ASSIGNMENT => In the data below, find every line that has the string "without", and copy it.
Segment Start: RECORD EXCERPTS
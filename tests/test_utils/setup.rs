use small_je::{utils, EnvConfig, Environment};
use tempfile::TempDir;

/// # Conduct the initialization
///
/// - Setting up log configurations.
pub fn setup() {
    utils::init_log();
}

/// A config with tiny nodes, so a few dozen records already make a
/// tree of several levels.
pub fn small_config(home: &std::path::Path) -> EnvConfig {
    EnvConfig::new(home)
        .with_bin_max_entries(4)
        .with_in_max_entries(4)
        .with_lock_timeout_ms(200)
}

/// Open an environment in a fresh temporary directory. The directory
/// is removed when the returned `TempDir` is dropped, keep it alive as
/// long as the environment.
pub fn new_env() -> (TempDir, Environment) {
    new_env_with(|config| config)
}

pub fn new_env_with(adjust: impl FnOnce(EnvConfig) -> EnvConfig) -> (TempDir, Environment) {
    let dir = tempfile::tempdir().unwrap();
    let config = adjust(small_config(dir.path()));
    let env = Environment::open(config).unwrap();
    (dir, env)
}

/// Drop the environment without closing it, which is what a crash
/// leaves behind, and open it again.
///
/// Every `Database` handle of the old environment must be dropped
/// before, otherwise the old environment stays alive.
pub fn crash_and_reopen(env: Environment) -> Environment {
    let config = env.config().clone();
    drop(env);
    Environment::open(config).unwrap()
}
Segment End: RECORD EXCERPTS
Segment Start: RECORD EXCERPTS
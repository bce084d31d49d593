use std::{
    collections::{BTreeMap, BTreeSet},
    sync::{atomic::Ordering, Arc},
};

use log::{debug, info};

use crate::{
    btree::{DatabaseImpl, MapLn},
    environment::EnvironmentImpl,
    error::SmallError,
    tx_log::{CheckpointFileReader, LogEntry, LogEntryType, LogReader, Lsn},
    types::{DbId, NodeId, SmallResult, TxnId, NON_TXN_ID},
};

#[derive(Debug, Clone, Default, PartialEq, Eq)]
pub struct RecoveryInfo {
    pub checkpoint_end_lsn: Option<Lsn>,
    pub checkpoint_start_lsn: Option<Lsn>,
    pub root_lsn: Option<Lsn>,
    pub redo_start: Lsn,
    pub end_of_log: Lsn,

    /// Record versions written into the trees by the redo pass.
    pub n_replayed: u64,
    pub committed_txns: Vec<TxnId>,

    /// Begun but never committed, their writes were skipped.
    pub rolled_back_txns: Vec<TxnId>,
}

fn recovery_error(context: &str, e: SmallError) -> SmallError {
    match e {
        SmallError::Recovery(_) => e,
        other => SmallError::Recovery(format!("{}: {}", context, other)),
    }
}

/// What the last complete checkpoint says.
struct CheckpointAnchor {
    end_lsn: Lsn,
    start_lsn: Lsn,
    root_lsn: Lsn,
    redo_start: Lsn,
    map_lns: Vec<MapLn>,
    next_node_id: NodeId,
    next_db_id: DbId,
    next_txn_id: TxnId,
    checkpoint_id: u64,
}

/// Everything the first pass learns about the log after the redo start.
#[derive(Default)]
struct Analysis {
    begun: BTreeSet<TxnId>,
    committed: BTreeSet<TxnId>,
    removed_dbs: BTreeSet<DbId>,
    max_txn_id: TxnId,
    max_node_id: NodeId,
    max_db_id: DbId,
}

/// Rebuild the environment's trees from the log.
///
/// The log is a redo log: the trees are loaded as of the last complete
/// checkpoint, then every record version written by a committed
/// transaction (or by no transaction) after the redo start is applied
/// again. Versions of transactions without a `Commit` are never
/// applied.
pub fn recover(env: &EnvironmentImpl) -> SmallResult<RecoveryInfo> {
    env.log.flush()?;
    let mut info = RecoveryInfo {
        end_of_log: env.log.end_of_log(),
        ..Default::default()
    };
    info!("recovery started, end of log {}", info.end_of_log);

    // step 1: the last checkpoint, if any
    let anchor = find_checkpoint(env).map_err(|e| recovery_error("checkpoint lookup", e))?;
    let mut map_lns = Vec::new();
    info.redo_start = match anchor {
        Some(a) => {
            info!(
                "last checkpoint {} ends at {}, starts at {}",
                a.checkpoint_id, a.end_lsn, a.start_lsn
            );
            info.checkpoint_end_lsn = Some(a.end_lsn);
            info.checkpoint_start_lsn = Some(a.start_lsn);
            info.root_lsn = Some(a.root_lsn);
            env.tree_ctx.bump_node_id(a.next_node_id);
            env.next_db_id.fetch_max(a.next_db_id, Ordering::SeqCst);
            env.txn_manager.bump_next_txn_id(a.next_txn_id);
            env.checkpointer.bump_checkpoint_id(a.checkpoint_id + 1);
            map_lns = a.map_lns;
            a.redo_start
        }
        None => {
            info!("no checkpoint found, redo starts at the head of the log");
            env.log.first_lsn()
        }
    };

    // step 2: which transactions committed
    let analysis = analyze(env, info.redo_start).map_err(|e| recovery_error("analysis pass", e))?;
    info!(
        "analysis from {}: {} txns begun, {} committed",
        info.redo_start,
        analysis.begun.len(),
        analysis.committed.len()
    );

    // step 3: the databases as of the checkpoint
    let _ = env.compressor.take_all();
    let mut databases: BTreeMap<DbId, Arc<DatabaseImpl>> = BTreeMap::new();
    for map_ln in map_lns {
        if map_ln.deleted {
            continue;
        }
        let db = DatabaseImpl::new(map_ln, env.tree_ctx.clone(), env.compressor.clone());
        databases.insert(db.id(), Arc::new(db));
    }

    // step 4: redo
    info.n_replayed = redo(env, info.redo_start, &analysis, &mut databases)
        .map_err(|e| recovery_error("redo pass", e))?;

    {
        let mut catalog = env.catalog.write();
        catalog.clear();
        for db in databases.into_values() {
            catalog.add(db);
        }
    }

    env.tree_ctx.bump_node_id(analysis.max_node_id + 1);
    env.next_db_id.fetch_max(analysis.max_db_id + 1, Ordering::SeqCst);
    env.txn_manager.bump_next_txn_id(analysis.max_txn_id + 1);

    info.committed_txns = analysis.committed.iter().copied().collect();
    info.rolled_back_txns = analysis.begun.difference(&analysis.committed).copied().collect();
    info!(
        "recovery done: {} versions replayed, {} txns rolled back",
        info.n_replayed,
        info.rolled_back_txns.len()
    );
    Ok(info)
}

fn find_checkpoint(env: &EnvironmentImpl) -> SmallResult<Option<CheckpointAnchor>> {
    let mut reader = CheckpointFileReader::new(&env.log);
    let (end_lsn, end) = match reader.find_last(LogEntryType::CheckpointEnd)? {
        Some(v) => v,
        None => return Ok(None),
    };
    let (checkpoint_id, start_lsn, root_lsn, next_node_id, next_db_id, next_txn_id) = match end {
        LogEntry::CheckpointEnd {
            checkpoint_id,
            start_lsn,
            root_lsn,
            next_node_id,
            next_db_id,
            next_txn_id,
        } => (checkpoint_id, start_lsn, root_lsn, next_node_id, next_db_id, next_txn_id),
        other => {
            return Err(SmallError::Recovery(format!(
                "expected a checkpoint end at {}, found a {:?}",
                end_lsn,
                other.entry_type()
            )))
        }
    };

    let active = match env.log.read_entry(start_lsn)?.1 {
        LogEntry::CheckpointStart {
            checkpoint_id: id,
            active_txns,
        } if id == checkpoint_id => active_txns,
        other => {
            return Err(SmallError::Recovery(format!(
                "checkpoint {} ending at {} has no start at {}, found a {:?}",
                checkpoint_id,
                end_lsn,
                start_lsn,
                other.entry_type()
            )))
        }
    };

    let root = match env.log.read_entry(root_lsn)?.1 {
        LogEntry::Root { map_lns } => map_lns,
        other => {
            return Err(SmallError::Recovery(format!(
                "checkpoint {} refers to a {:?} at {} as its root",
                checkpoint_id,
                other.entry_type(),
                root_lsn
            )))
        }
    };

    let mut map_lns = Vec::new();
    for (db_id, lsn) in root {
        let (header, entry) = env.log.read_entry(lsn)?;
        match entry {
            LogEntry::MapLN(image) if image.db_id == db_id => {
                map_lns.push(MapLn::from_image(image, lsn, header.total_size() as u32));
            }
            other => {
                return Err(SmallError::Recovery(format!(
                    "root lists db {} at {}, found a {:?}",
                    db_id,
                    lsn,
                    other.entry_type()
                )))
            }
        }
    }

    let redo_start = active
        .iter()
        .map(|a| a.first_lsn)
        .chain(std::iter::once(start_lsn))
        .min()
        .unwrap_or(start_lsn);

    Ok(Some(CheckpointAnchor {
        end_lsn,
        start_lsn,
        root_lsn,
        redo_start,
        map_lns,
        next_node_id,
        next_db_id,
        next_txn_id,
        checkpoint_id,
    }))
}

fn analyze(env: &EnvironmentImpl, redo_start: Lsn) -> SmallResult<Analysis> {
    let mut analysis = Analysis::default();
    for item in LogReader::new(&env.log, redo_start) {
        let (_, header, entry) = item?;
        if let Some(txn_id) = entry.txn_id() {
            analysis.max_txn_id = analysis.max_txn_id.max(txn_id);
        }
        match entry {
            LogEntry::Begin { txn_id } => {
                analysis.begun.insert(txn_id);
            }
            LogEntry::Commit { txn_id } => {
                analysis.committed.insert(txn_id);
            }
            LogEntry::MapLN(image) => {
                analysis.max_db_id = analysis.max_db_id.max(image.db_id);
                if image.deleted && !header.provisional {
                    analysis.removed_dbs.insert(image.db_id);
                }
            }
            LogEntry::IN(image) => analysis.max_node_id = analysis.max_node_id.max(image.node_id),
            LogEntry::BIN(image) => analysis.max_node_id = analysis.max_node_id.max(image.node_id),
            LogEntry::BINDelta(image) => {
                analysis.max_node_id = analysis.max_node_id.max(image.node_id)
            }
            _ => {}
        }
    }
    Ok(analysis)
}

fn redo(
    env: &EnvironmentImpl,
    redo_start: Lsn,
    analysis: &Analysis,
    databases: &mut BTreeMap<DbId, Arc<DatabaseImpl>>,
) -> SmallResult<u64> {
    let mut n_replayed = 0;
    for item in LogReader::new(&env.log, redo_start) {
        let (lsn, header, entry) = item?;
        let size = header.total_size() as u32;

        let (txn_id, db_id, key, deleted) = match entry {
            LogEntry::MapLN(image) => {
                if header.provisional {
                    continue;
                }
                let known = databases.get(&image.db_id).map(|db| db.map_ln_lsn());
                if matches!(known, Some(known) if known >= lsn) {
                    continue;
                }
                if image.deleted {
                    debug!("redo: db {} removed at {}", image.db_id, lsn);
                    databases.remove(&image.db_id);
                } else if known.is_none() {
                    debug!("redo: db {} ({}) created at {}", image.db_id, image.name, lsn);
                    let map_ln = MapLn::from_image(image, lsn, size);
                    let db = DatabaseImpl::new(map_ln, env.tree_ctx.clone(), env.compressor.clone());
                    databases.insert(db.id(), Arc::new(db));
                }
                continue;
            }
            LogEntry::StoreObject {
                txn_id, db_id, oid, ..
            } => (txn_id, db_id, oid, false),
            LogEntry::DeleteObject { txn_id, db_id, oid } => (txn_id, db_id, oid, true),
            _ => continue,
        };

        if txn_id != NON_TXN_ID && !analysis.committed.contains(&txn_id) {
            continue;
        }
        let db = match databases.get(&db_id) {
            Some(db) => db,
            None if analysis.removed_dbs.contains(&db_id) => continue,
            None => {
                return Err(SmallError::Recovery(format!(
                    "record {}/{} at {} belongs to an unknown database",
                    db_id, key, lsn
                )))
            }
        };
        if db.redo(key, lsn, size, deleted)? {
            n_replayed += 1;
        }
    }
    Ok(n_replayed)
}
Segment End: RECORD EXCERPTS
Segment Start: RECORD EXCERPTS
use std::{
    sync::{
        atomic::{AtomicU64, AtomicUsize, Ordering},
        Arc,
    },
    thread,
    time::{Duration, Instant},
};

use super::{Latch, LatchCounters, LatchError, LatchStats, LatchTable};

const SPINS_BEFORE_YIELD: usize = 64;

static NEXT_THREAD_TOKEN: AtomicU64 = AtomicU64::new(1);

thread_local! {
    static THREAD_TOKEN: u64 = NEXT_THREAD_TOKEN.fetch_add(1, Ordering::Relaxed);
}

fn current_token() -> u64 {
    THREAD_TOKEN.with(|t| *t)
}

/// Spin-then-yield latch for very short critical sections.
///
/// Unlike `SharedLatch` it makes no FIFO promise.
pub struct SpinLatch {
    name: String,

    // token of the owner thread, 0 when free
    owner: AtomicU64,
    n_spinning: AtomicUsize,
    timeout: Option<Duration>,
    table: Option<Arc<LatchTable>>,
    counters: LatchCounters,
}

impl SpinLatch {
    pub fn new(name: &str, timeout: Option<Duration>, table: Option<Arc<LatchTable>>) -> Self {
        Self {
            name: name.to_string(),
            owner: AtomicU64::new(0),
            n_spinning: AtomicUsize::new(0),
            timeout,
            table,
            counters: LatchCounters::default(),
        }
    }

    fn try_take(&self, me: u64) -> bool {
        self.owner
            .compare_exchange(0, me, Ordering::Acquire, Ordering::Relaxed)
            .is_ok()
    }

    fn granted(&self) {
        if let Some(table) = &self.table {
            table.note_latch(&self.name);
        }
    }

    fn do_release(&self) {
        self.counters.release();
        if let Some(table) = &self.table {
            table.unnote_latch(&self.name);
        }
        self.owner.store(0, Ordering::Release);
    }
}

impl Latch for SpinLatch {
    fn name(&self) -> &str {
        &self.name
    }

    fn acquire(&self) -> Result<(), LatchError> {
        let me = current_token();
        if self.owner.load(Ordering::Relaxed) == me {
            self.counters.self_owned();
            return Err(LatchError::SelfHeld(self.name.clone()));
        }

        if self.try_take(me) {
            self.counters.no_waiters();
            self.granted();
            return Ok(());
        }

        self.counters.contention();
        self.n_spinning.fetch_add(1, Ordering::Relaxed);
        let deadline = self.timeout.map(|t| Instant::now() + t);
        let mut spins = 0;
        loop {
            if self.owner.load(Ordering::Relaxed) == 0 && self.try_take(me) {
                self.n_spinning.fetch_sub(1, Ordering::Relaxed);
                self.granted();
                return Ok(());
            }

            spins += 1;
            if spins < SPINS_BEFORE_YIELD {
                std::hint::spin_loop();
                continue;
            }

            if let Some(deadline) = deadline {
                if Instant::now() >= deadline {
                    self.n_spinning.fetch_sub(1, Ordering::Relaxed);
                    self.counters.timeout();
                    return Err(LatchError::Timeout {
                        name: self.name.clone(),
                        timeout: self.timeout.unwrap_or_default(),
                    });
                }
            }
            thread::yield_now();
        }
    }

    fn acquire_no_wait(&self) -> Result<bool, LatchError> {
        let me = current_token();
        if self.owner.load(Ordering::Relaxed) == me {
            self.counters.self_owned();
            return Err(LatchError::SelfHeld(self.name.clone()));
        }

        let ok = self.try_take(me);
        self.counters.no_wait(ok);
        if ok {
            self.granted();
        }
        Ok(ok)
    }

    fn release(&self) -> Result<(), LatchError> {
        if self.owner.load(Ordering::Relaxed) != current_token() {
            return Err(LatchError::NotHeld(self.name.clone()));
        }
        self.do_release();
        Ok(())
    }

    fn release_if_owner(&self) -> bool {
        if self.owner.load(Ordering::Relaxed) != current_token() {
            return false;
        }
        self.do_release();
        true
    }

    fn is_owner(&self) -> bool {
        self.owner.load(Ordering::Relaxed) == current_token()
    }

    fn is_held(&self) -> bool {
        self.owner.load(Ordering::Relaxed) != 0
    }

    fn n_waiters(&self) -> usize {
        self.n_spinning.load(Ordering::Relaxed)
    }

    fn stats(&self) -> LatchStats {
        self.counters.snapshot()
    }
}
Segment End: RECORD EXCERPTS
ANSWER FOR THIS EXERCISE =>
/// Drop the environment without closing it, which is what a crash
/// again. Versions of transactions without a `Commit` are never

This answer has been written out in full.